WHAT THIS TASK INVOLVES: Say how many of the lines below contain the word "Functions"; nothing else belongs in the answer.

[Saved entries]
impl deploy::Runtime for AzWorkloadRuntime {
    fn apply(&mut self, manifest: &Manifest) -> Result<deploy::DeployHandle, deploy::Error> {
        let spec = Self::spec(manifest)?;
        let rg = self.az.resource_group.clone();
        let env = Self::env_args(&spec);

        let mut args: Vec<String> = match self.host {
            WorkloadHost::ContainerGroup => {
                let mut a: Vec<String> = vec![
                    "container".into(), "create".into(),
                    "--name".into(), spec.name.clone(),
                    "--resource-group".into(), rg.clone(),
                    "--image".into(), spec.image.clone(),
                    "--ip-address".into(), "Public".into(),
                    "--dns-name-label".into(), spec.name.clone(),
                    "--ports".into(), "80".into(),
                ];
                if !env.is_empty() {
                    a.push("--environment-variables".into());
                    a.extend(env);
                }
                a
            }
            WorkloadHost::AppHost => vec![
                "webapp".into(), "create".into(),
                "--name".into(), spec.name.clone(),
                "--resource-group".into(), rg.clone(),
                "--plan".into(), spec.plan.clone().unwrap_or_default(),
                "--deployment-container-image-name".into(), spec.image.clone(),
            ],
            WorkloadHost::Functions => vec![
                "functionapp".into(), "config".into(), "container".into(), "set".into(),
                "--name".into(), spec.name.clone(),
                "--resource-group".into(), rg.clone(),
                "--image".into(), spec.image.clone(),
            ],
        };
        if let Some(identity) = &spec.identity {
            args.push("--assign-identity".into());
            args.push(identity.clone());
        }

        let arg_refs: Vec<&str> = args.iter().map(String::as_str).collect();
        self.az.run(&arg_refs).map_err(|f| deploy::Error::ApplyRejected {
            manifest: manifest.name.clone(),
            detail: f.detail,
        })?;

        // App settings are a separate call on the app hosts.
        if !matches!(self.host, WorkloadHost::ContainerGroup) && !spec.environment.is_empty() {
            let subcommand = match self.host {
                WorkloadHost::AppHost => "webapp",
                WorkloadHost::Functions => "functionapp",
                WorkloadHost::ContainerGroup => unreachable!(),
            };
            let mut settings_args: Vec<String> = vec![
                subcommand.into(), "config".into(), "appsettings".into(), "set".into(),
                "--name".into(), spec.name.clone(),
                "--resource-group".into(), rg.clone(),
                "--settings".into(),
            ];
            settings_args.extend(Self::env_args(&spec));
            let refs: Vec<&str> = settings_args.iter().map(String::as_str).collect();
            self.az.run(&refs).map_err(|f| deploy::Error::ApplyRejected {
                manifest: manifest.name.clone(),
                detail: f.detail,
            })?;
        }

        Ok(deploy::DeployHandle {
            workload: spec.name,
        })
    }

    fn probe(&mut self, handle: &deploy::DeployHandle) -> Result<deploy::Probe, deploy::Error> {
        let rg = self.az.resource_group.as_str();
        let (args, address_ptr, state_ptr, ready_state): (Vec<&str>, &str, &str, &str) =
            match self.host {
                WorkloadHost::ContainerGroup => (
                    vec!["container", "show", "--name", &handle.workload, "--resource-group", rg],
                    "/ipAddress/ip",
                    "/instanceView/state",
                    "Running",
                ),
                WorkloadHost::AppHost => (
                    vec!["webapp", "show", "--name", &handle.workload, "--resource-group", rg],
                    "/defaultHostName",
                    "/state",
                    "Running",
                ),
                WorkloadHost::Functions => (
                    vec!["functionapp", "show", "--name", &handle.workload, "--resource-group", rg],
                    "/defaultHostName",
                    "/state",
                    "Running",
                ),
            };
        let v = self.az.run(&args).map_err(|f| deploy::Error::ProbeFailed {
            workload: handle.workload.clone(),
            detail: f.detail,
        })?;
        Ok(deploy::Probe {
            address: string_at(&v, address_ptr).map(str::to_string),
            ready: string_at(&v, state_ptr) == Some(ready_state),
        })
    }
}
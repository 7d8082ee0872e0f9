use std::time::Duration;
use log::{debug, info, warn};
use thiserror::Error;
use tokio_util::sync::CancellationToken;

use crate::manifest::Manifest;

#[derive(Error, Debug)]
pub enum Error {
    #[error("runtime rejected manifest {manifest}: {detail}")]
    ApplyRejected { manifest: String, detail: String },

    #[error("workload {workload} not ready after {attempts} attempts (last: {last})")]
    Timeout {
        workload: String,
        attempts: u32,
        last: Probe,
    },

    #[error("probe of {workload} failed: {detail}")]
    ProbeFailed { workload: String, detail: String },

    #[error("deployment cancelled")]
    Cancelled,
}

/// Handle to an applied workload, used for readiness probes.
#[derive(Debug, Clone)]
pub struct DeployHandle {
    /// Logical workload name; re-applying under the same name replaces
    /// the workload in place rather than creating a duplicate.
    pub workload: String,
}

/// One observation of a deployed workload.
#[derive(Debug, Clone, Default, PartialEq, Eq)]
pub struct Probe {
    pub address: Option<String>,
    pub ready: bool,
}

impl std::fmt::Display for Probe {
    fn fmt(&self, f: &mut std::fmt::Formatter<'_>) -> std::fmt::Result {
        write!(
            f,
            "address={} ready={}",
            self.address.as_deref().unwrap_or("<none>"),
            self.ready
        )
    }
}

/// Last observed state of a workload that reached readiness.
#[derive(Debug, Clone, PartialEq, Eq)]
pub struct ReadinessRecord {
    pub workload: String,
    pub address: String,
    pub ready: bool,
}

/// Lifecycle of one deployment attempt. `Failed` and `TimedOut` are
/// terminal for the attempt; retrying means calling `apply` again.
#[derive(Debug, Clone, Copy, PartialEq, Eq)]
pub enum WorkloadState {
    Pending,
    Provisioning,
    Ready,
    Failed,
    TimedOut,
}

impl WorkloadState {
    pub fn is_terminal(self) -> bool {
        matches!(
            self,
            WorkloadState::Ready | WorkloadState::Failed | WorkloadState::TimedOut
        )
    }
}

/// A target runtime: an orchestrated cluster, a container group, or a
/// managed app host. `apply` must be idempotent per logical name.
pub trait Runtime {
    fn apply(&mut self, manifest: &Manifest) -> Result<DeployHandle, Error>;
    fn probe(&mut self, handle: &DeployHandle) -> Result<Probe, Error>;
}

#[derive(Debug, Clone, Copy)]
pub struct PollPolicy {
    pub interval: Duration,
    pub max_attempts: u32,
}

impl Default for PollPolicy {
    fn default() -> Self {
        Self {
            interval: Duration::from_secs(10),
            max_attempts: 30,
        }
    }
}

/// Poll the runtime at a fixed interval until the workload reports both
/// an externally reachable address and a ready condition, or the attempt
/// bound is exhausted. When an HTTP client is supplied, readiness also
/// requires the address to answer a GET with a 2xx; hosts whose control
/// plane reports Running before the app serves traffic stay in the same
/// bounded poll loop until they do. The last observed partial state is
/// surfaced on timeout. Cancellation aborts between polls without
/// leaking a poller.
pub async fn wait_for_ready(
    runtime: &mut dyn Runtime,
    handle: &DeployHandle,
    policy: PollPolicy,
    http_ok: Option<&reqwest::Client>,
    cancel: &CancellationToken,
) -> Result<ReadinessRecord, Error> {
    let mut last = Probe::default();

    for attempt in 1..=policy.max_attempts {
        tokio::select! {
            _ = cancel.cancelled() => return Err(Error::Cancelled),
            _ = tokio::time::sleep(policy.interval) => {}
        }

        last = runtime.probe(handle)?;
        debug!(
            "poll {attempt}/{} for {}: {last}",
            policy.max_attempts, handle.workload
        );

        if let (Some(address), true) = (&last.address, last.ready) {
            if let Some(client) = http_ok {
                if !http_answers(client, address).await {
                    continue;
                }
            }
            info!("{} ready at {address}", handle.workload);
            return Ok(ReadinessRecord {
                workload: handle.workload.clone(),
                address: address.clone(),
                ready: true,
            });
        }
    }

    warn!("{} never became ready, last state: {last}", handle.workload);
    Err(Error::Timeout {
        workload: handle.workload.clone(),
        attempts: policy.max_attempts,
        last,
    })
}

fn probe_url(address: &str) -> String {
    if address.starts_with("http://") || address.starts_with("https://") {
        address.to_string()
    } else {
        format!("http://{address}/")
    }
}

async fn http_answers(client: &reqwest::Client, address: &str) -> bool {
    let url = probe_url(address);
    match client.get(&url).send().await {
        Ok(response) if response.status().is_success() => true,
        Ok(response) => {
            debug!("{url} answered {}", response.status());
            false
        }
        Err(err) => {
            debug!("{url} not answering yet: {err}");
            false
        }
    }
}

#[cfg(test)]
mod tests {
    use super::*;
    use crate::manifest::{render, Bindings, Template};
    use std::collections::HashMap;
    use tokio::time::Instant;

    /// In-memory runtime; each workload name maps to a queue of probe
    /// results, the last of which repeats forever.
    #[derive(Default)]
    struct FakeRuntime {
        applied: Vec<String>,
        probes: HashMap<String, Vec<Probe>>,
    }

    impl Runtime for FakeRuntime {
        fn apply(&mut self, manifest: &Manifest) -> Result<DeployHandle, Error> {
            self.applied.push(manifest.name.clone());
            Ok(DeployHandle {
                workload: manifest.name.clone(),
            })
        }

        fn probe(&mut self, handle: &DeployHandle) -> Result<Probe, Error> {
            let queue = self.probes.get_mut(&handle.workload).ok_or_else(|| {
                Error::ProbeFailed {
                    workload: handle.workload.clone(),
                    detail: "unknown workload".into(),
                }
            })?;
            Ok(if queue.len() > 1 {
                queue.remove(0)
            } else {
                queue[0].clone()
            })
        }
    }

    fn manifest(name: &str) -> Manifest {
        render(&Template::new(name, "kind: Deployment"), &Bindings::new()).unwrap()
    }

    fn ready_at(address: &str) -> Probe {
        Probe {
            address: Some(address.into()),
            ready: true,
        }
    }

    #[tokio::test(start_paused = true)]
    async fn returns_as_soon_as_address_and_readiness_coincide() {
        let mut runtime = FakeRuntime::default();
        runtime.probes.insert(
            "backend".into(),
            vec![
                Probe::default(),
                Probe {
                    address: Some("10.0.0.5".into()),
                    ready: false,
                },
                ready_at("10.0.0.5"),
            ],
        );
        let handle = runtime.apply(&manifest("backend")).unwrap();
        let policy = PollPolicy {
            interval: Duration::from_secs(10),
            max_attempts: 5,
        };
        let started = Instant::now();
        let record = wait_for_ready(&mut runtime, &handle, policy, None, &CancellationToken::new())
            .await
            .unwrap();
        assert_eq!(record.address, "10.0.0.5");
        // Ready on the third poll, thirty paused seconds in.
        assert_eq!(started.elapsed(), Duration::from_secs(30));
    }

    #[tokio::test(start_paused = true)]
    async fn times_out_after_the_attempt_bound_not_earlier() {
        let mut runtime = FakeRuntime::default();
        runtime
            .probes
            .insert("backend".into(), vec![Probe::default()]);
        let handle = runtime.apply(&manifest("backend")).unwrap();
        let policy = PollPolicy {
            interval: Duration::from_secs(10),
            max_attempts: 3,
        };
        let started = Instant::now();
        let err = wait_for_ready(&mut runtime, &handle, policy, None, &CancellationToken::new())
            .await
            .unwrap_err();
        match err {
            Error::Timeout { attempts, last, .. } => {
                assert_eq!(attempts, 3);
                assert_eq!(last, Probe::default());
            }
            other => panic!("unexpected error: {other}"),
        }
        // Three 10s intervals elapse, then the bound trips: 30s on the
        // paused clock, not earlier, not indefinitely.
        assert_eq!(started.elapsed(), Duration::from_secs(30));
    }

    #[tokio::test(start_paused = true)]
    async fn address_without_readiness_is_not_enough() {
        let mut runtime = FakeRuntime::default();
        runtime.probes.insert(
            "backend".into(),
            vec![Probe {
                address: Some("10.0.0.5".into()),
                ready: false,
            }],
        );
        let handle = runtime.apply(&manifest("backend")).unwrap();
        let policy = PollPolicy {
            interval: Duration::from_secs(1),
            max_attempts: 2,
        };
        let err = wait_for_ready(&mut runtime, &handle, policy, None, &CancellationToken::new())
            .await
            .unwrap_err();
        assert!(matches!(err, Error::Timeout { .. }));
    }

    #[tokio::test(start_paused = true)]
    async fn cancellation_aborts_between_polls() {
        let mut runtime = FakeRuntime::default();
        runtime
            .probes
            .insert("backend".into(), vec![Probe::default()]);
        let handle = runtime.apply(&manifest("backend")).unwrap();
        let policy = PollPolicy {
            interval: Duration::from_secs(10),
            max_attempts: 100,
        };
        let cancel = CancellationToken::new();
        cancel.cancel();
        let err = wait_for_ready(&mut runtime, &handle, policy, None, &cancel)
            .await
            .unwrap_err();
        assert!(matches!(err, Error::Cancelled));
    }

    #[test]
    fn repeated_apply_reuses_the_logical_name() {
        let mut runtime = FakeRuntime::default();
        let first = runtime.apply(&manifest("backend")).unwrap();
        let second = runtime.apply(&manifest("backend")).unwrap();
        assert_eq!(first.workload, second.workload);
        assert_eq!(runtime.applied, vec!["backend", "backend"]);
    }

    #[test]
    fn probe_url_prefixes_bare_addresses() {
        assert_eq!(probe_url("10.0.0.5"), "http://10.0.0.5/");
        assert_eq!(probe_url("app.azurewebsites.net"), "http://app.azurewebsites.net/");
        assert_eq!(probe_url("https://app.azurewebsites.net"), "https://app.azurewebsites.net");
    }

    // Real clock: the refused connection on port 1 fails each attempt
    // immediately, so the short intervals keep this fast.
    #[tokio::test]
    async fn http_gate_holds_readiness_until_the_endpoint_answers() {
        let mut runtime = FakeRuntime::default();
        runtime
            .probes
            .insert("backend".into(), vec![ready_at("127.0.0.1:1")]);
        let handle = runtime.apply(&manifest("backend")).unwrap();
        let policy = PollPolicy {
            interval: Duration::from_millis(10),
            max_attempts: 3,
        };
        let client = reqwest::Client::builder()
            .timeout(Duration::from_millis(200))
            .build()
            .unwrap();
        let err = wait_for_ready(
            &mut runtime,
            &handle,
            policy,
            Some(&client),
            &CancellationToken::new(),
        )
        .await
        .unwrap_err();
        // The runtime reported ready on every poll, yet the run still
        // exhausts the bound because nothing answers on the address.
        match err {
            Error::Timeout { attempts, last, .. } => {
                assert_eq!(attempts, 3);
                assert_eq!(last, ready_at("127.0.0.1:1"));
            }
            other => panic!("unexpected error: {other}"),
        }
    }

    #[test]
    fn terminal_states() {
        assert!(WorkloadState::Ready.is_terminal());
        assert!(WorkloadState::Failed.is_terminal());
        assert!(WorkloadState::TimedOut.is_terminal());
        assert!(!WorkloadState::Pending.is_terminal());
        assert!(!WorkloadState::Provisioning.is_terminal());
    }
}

EXERCISE RESULT: 3